ウチは紗凪の腕に包まれながら、鼻を啜ってきいた。
「パラレル……なにそれ……」
すると、よしひとは、まるで教師みたいに指を立てて、説明し始めた。
「えっとですね。つまり、この太ってる人が美人なこの世界と、今のりりあさん……『新りりあ』さんとしましょう……が元いた世界は、並行してこの世に存在してるんスよ。その存在は、互いの世界からは観測できないっスけど、どこかで繋がってもいるんス。同じ建物とか同じ名前の人物がいるくらいなんスから。それで、新りりあさんが車に轢かれたときに、なぜか並行世界が干渉しあって、新りりあさんの意識だけが、旧りりあさんの体に飛んできてしまった。っていう仮説っス。最近は、マルチバースって言い方もするっスね」
「……つまり、ウチは宇宙人だってこと?」
「全然違うっス」
りりあちゃんは、考えるのをやめた。
難しいことはよくわかんないけど、とりまもう完全に、ウチは別の世界にいること決定って感じらしい。

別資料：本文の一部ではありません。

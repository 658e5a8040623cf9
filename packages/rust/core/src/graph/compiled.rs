//! Compiled graph: immutable, supports invoke only.

use std::collections::HashMap;
use std::sync::Arc;

use chapterquiz_shared::{QuizError, Result};
use tracing::{debug, warn};

use super::END;
use super::builder::Edge;
use super::observer::{SilentObserver, StepObserver};
use super::step::Step;

/// How a run ended.
#[derive(Debug)]
pub enum GraphOutcome<S> {
    /// The run reached [`END`].
    Completed { state: S, trace: Vec<String> },
    /// A step (or its router) failed; no later step ran.
    Halted {
        /// Step that failed.
        step: String,
        error: QuizError,
        /// State as it was before the failing step.
        state: S,
        trace: Vec<String>,
    },
}

impl<S> GraphOutcome<S> {
    /// Final state, or the last good state of a halted run.
    pub fn state(&self) -> &S {
        match self {
            Self::Completed { state, .. } | Self::Halted { state, .. } => state,
        }
    }

    /// Names of the steps that ran, in order, including a failing one.
    pub fn trace(&self) -> &[String] {
        match self {
            Self::Completed { trace, .. } | Self::Halted { trace, .. } => trace,
        }
    }

    pub fn is_completed(&self) -> bool {
        matches!(self, Self::Completed { .. })
    }

    /// The failing step of a halted run.
    pub fn failed_step(&self) -> Option<&str> {
        match self {
            Self::Completed { .. } => None,
            Self::Halted { step, .. } => Some(step),
        }
    }

    pub fn into_result(self) -> Result<S> {
        match self {
            Self::Completed { state, .. } => Ok(state),
            Self::Halted { error, .. } => Err(error),
        }
    }
}

/// Immutable, validated graph. Safe to share and invoke concurrently.
pub struct CompiledGraph<S> {
    pub(super) steps: HashMap<String, Arc<dyn Step<S>>>,
    pub(super) edges: HashMap<String, Edge<S>>,
    pub(super) entry: String,
}

impl<S> CompiledGraph<S>
where
    S: Send + Sync + 'static,
{
    /// Name of the entry step.
    pub fn entry(&self) -> &str {
        &self.entry
    }

    /// Run the graph from the entry step until [`END`] or the first failure.
    pub async fn invoke(&self, state: S) -> GraphOutcome<S> {
        self.invoke_observed(state, &SilentObserver).await
    }

    /// Like [`invoke`](Self::invoke), reporting each step to `observer`.
    pub async fn invoke_observed(&self, state: S, observer: &dyn StepObserver) -> GraphOutcome<S> {
        let mut state = state;
        let mut trace = Vec::new();
        let mut current = self.entry.clone();

        loop {
            let Some(step) = self.steps.get(&current) else {
                let error = QuizError::Workflow(format!("step not found: {current}"));
                return GraphOutcome::Halted {
                    step: current,
                    error,
                    state,
                    trace,
                };
            };

            trace.push(current.clone());
            observer.step_started(&current);
            debug!(step = %current, "running step");

            match step.run(&state).await {
                Ok(next) => {
                    observer.step_finished(&current, true);
                    state = next;
                }
                Err(error) => {
                    observer.step_finished(&current, false);
                    warn!(step = %current, kind = error.kind(), %error, "step failed, halting run");
                    return GraphOutcome::Halted {
                        step: current,
                        error,
                        state,
                        trace,
                    };
                }
            }

            let next = match self.edges.get(&current) {
                Some(Edge::Direct(to)) => Ok(to.clone()),
                Some(Edge::Conditional { router, branches }) => {
                    let label = router(&state);
                    debug!(step = %current, label, "router chose branch");
                    branches.get(label).cloned().ok_or_else(|| {
                        QuizError::Workflow(format!(
                            "router after {current} returned unknown label {label:?}"
                        ))
                    })
                }
                None => Err(QuizError::Workflow(format!("step {current} has no outgoing edge"))),
            };

            match next {
                Ok(to) if to == END => return GraphOutcome::Completed { state, trace },
                Ok(to) => current = to,
                Err(error) => {
                    warn!(step = %current, %error, "routing failed, halting run");
                    return GraphOutcome::Halted {
                        step: current,
                        error,
                        state,
                        trace,
                    };
                }
            }
        }
    }
}

#[cfg(test)]
mod tests {
    use std::sync::Mutex;

    use async_trait::async_trait;

    use super::super::{CompilationError, StateGraph};
    use super::*;

    #[derive(Debug, Clone, Default)]
    struct Tally {
        visited: Vec<&'static str>,
        flag: bool,
        value: i64,
    }

    struct Visit(&'static str);

    #[async_trait]
    impl Step<Tally> for Visit {
        async fn run(&self, state: &Tally) -> Result<Tally> {
            let mut next = state.clone();
            next.visited.push(self.0);
            next.value += 1;
            Ok(next)
        }
    }

    struct Fail;

    #[async_trait]
    impl Step<Tally> for Fail {
        async fn run(&self, _state: &Tally) -> Result<Tally> {
            Err(QuizError::input("bad input"))
        }
    }

    struct Double;

    #[async_trait]
    impl Step<Tally> for Double {
        async fn run(&self, state: &Tally) -> Result<Tally> {
            tokio::task::yield_now().await;
            Ok(Tally {
                value: state.value * 2,
                ..state.clone()
            })
        }
    }

    fn branching_graph() -> CompiledGraph<Tally> {
        let mut graph = StateGraph::new();
        graph
            .add_step("check", Visit("check"))
            .add_step("slow", Visit("slow"))
            .add_step("fetch", Visit("fetch"))
            .set_entry("check")
            .add_conditional_edges(
                "check",
                |s: &Tally| if s.flag { "skip" } else { "work" },
                [("skip", "fetch"), ("work", "slow")],
            )
            .add_edge("slow", "fetch")
            .add_edge("fetch", END);
        graph.compile().expect("compile")
    }

    #[tokio::test]
    async fn straight_line_runs_in_order() {
        let mut graph = StateGraph::new();
        graph
            .add_step("a", Visit("a"))
            .add_step("b", Visit("b"))
            .set_entry("a")
            .add_edge("a", "b")
            .add_edge("b", END);
        let graph = graph.compile().unwrap();

        let outcome = graph.invoke(Tally::default()).await;
        assert!(outcome.is_completed());
        assert_eq!(outcome.trace(), ["a", "b"]);
        assert_eq!(outcome.state().visited, vec!["a", "b"]);
    }

    #[tokio::test]
    async fn conditional_edge_follows_router() {
        let graph = branching_graph();

        let outcome = graph.invoke(Tally::default()).await;
        assert_eq!(outcome.trace(), ["check", "slow", "fetch"]);

        let outcome = graph
            .invoke(Tally {
                flag: true,
                ..Tally::default()
            })
            .await;
        assert_eq!(outcome.trace(), ["check", "fetch"]);
    }

    #[tokio::test]
    async fn failing_step_halts_with_last_good_state() {
        let mut graph = StateGraph::new();
        graph
            .add_step("a", Visit("a"))
            .add_step("boom", Fail)
            .add_step("never", Visit("never"))
            .set_entry("a")
            .add_edge("a", "boom")
            .add_edge("boom", "never")
            .add_edge("never", END);
        let graph = graph.compile().unwrap();

        let outcome = graph.invoke(Tally::default()).await;
        assert_eq!(outcome.failed_step(), Some("boom"));
        assert_eq!(outcome.trace(), ["a", "boom"]);
        assert_eq!(outcome.state().visited, vec!["a"]);
        match outcome {
            GraphOutcome::Halted { error, .. } => assert!(matches!(error, QuizError::Input { .. })),
            GraphOutcome::Completed { .. } => panic!("expected halt"),
        }
    }

    #[tokio::test]
    async fn unknown_router_label_is_workflow_error() {
        let mut graph = StateGraph::new();
        graph
            .add_step("a", Visit("a"))
            .add_step("b", Visit("b"))
            .set_entry("a")
            .add_conditional_edges("a", |_: &Tally| "nowhere", [("somewhere", "b")])
            .add_edge("b", END);
        let graph = graph.compile().unwrap();

        let outcome = graph.invoke(Tally::default()).await;
        assert_eq!(outcome.failed_step(), Some("a"));
        let err = outcome.into_result().unwrap_err();
        assert!(matches!(err, QuizError::Workflow(_)));
        assert!(err.to_string().contains("nowhere"));
    }

    #[tokio::test]
    async fn observer_sees_every_step() {
        #[derive(Default)]
        struct Recorder(Mutex<Vec<String>>);

        impl StepObserver for Recorder {
            fn step_started(&self, step: &str) {
                self.0.lock().unwrap().push(format!("start:{step}"));
            }
            fn step_finished(&self, step: &str, ok: bool) {
                self.0.lock().unwrap().push(format!("finish:{step}:{ok}"));
            }
        }

        let recorder = Recorder::default();
        branching_graph()
            .invoke_observed(
                Tally {
                    flag: true,
                    ..Tally::default()
                },
                &recorder,
            )
            .await;
        assert_eq!(
            *recorder.0.lock().unwrap(),
            vec!["start:check", "finish:check:true", "start:fetch", "finish:fetch:true"]
        );
    }

    #[tokio::test]
    async fn concurrent_runs_are_isolated() {
        let mut graph = StateGraph::new();
        graph
            .add_step("double", Double)
            .add_step("again", Double)
            .set_entry("double")
            .add_edge("double", "again")
            .add_edge("again", END);
        let graph = Arc::new(graph.compile().unwrap());

        let handles: Vec<_> = (1..=16)
            .map(|i| {
                let graph = Arc::clone(&graph);
                tokio::spawn(async move {
                    let outcome = graph
                        .invoke(Tally {
                            value: i,
                            ..Tally::default()
                        })
                        .await;
                    (i, outcome.into_result().unwrap().value)
                })
            })
            .collect();

        for handle in handles {
            let (input, output) = handle.await.unwrap();
            assert_eq!(output, input * 4);
        }
    }

    #[test]
    fn compile_rejects_missing_entry() {
        let mut graph: StateGraph<Tally> = StateGraph::new();
        graph.add_step("a", Visit("a")).add_edge("a", END);
        assert_eq!(graph.compile().err(), Some(CompilationError::MissingEntry));

        let mut graph: StateGraph<Tally> = StateGraph::new();
        graph.add_step("a", Visit("a")).add_edge("a", END).set_entry("z");
        assert_eq!(
            graph.compile().err(),
            Some(CompilationError::StepNotFound("z".into()))
        );
    }

    #[test]
    fn compile_rejects_unknown_target() {
        let mut graph: StateGraph<Tally> = StateGraph::new();
        graph.add_step("a", Visit("a")).set_entry("a").add_edge("a", "ghost");
        assert_eq!(
            graph.compile().err(),
            Some(CompilationError::UnknownTarget {
                from: "a".into(),
                to: "ghost".into()
            })
        );
    }

    #[test]
    fn compile_rejects_unknown_source() {
        let mut graph: StateGraph<Tally> = StateGraph::new();
        graph
            .add_step("a", Visit("a"))
            .set_entry("a")
            .add_edge("a", END)
            .add_edge("ghost", END);
        assert_eq!(
            graph.compile().err(),
            Some(CompilationError::StepNotFound("ghost".into()))
        );
    }

    #[test]
    fn compile_rejects_edge_count_violations() {
        let mut graph: StateGraph<Tally> = StateGraph::new();
        graph
            .add_step("a", Visit("a"))
            .add_step("b", Visit("b"))
            .set_entry("a")
            .add_edge("a", END);
        assert_eq!(
            graph.compile().err(),
            Some(CompilationError::MissingEdge("b".into()))
        );

        let mut graph: StateGraph<Tally> = StateGraph::new();
        graph
            .add_step("a", Visit("a"))
            .set_entry("a")
            .add_edge("a", END)
            .add_edge("a", END);
        assert_eq!(
            graph.compile().err(),
            Some(CompilationError::DuplicateEdge("a".into()))
        );
    }

    #[test]
    fn compile_rejects_cycles() {
        let mut graph: StateGraph<Tally> = StateGraph::new();
        graph
            .add_step("a", Visit("a"))
            .add_step("b", Visit("b"))
            .set_entry("a")
            .add_edge("a", "b")
            .add_conditional_edges("b", |_: &Tally| "loop", [("loop", "a"), ("done", END)]);
        assert!(matches!(graph.compile().err(), Some(CompilationError::Cycle(_))));
    }

    #[test]
    fn compilation_error_maps_to_workflow_error() {
        let err: QuizError = CompilationError::MissingEntry.into();
        assert_eq!(err.kind(), "workflow_error");
    }
}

「そのパラレルなんとかの仕組みはいいけどさ……じゃあどうやったら元の世界に戻れんのよ……それを教えてほしいんだけど」
「え〜? わかんないっスよそんなの〜!」
よしひとが叫ぶ。
「んじゃ、なんかスーパー博士とかこの世界にいねぇの? パラレルなんとか研究家みたいなさぁ」
「いるとしたら、危ない人だから近づかないほうがいいと思う……」
紗凪がおずおず口にする。
「でもそっスね……帰るためには……んー……」
よしひとは長いこと黙り込んだかと、
「あ、ミスコンに出るとかどうっスか?」
突拍子もないことを言い始めた。
「はぁ⁉︎ ミスコン⁉︎ それがウチとなんの関係があんだよ」
「いや実は、ちょうどりりあさんが飛んできた日が、ミスコンの応募開始日なんスよ。なんかありそうじゃないっスか? おそらくこれに出るためにりりあさんは飛んできたんス! そういう運命なんス!」
ウチは無邪気に力説するスパンコール女の顔をじろっと観察する。
そういやコイツ、職員室でミスコンがどうとか言ってたな……
「……本当はなに考えてんのアンタ」
「りりあさんがミスコン出たら絶対面白いことになるっス!」
「行こ、紗凪。コイツダメだ」
ウチは傍らの紗凪を連れて、校舎のほうへ帰ることにした。
「あ、ちょっと話聞いてくださいっス! 本当に良いアイデアだと思うんスよ! ねぇ、りりあさん!」
よしひとの騒ぐ声が、誰もいない自転車置き場に響き渡った。